A estratégia da defesa de Lula de incluir uma penca de testemunhas em seus processos ficou manjada no judiciário. Na ação o terreno do Instituto Lula foram 89 pessoas. O juiz Sérgio Moro, percebendo a malandragem decidiu ouvir todos desde que o ex-presidente participasse. Lula recuou.

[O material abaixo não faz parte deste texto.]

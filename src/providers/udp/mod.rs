use serde::{Deserialize, Serialize};

use crate::auth::AuthConfig;
use crate::providers::base::{BaseProvider, Provider, ProviderType};

#[derive(Debug, Clone, Serialize, Deserialize)]
pub struct UdpProvider {
    #[serde(flatten)]
    pub base: BaseProvider,
    pub host: String,
    pub port: u16,
    #[serde(default)]
    pub timeout_ms: Option<u64>,
}

impl Provider for UdpProvider {
    fn type_(&self) -> ProviderType {
        ProviderType::Udp
    }

    fn name(&self) -> String {
        self.base.name.clone()
    }

    fn as_any(&self) -> &dyn std::any::Any {
        self
    }
}

impl UdpProvider {
    pub fn new(name: String, host: String, port: u16, auth: Option<AuthConfig>) -> Self {
        Self {
            base: BaseProvider {
                name,
                provider_type: ProviderType::Udp,
                auth,
            },
            host,
            port,
            timeout_ms: Some(30_000),
        }
    }
}
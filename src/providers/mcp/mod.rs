use serde::{Deserialize, Serialize};
use std::collections::HashMap;

use crate::auth::AuthConfig;
use crate::providers::base::{BaseProvider, Provider, ProviderType};

/// MCP provider reached over JSON-RPC 2.0 at `url`.
#[derive(Debug, Clone, Serialize, Deserialize)]
pub struct McpProvider {
    #[serde(flatten)]
    pub base: BaseProvider,
    pub url: String,
    #[serde(skip_serializing_if = "Option::is_none")]
    pub headers: Option<HashMap<String, String>>,
}

impl Provider for McpProvider {
    fn type_(&self) -> ProviderType {
        ProviderType::Mcp
    }

    fn name(&self) -> String {
        self.base.name.clone()
    }

    fn as_any(&self) -> &dyn std::any::Any {
        self
    }
}

impl McpProvider {
    pub fn new(name: String, url: String, auth: Option<AuthConfig>) -> Self {
        Self {
            base: BaseProvider {
                name,
                provider_type: ProviderType::Mcp,
                auth,
            },
            url,
            headers: None,
        }
    }
}
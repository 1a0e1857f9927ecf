use serde::{Deserialize, Serialize};
use std::collections::HashMap;

use crate::auth::AuthConfig;
use crate::providers::base::{BaseProvider, Provider, ProviderType};

#[derive(Debug, Clone, Serialize, Deserialize)]
pub struct CliProvider {
    #[serde(flatten)]
    pub base: BaseProvider,
    pub command_name: String,
    #[serde(skip_serializing_if = "Option::is_none")]
    pub working_dir: Option<String>,
    #[serde(skip_serializing_if = "Option::is_none")]
    pub env_vars: Option<HashMap<String, String>>,
}

impl Provider for CliProvider {
    fn type_(&self) -> ProviderType {
        ProviderType::Cli
    }

    fn name(&self) -> String {
        self.base.name.clone()
    }

    fn as_any(&self) -> &dyn std::any::Any {
        self
    }
}

impl CliProvider {
    pub fn new(name: String, command_name: String, auth: Option<AuthConfig>) -> Self {
        Self {
            base: BaseProvider {
                name,
                provider_type: ProviderType::Cli,
                auth,
            },
            command_name,
            working_dir: None,
            env_vars: None,
        }
    }
}
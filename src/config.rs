use async_trait::async_trait;
use std::collections::HashMap;
use std::path::PathBuf;
use std::sync::Arc;

use crate::errors::UtcpError;

#[async_trait]
pub trait UtcpVariablesConfig: Send + Sync {
    async fn load(&self) -> Result<HashMap<String, String>, UtcpError>;
    async fn get(&self, key: &str) -> Result<String, UtcpError>;
}

#[derive(Clone, Default)]
pub struct UtcpClientConfig {
    pub variables: HashMap<String, String>,
    pub providers_file_path: Option<PathBuf>,
    pub load_variables_from: Vec<Arc<dyn UtcpVariablesConfig>>,
}

impl UtcpClientConfig {
    pub fn new() -> Self {
        Self::default()
    }

    pub fn with_providers_file(mut self, path: PathBuf) -> Self {
        self.providers_file_path = Some(path);
        self
    }

    pub fn with_variable(mut self, key: String, value: String) -> Self {
        self.variables.insert(key, value);
        self
    }

    pub fn with_variables(mut self, vars: HashMap<String, String>) -> Self {
        self.variables.extend(vars);
        self
    }

    /// Resolution order: inline variables, then each configured loader in turn,
    /// then the process environment.
    pub async fn get_variable(&self, key: &str) -> Option<String> {
        if let Some(val) = self.variables.get(key) {
            return Some(val.clone());
        }

        for loader in &self.load_variables_from {
            if let Ok(val) = loader.get(key).await {
                return Some(val);
            }
        }

        std::env::var(key).ok()
    }
}

/// Loads `KEY=VALUE` pairs from a `.env`-style file, ignoring blank lines and `#`
/// comments and trimming surrounding quotes from values.
pub struct DotEnvLoader {
    file_path: PathBuf,
}

impl DotEnvLoader {
    pub fn new(file_path: PathBuf) -> Self {
        Self { file_path }
    }
}

#[async_trait]
impl UtcpVariablesConfig for DotEnvLoader {
    async fn load(&self) -> Result<HashMap<String, String>, UtcpError> {
        let contents = tokio::fs::read_to_string(&self.file_path)
            .await
            .map_err(|e| UtcpError::Config(format!("failed to read dotenv file: {e}")))?;
        let mut vars = HashMap::new();

        for line in contents.lines() {
            let line = line.trim();
            if line.is_empty() || line.starts_with('#') {
                continue;
            }
            if let Some((key, value)) = line.split_once('=') {
                vars.insert(key.trim().to_string(), value.trim().trim_matches('"').to_string());
            }
        }

        Ok(vars)
    }

    async fn get(&self, key: &str) -> Result<String, UtcpError> {
        let vars = self.load().await?;
        vars.get(key)
            .cloned()
            .ok_or_else(|| UtcpError::Config(format!("variable {key} not found")))
    }
}

#[cfg(test)]
mod tests {
    use super::*;
    use std::io::Write;
    use tempfile::NamedTempFile;

    #[tokio::test]
    async fn dotenv_loader_parses_and_skips_comments() {
        let mut file = NamedTempFile::new().unwrap();
        writeln!(file, "# comment\nAPI_KEY=\"secret\"\n\nHOST=localhost").unwrap();

        let loader = DotEnvLoader::new(file.path().to_path_buf());
        assert_eq!(loader.get("API_KEY").await.unwrap(), "secret");
        assert_eq!(loader.get("HOST").await.unwrap(), "localhost");
        assert!(loader.get("MISSING").await.is_err());
    }

    #[tokio::test]
    async fn get_variable_prefers_inline_over_loader_and_env() {
        let config = UtcpClientConfig::new().with_variable("KEY".to_string(), "inline".to_string());
        assert_eq!(config.get_variable("KEY").await, Some("inline".to_string()));
        assert_eq!(config.get_variable("DEFINITELY_UNSET_VAR").await, None);
    }
}
use serde::{Deserialize, Serialize};
use std::collections::HashMap;

use crate::auth::AuthConfig;
use crate::providers::base::{BaseProvider, Provider, ProviderType};

#[derive(Debug, Clone, Serialize, Deserialize)]
pub struct HttpProvider {
    #[serde(flatten)]
    pub base: BaseProvider,
    pub http_method: String,
    pub url: String,
    #[serde(skip_serializing_if = "Option::is_none")]
    pub content_type: Option<String>,
    #[serde(skip_serializing_if = "Option::is_none")]
    pub headers: Option<HashMap<String, String>>,
}

impl Provider for HttpProvider {
    fn type_(&self) -> ProviderType {
        ProviderType::Http
    }

    fn name(&self) -> String {
        self.base.name.clone()
    }

    fn as_any(&self) -> &dyn std::any::Any {
        self
    }
}

impl HttpProvider {
    pub fn new(name: String, url: String, http_method: String, auth: Option<AuthConfig>) -> Self {
        Self {
            base: BaseProvider {
                name,
                provider_type: ProviderType::Http,
                auth,
            },
            http_method,
            url,
            content_type: Some("application/json".to_string()),
            headers: None,
        }
    }
}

Com o juiz Wallisney de Souza em Brasília não foi diferente. Foram incluídas 80 testemunhas, entre eles os ex-presidentes da França, Nicolas Sarkozy e François Hollande, onze senadores, quatro deputados federais, três atuais ministros de Estado e até um ex-treinador da Seleção Brasileira – Vanderlei Luxemburgo.
Depois de conseguir em recurso o direito de que todas as testemunhas fossem ouvidas a própria defesa reconheceu o exagero e reduziu o número de testemunhas para doze – incluindo Fernando Henrique Cardoso.
Agora, o juiz Vallisney de Souza marcou para o dia 21 de junho o interrogatório de Lula, que será feito por vídeo conferência. No processo da Operação Zelotes, Lula é réu por lavagem de dinheiro, organização criminosa e tráfico de influência.
A Justiça Federal de Brasília aceitou denúncia do Ministério Público Federal, acusando Lula de interferir na compra de 36 caças de uma empresa sueca e na prorrogação de incentivos fiscais destinados a montadoras de veículos por meio da Medida Provisória 627, durante o governo de Dilma Rousseff.
As montadoras eram clientes dos lobistas Mauro Marcondes e Cristina Mautoni, e que segundo a procuradoria teriam repassado a Luis Cláudio Lula da Silva, filho do ex-presidente, pouco mais de R$ 2 milhões e 500 mil reais. Um negócio de pai para filho.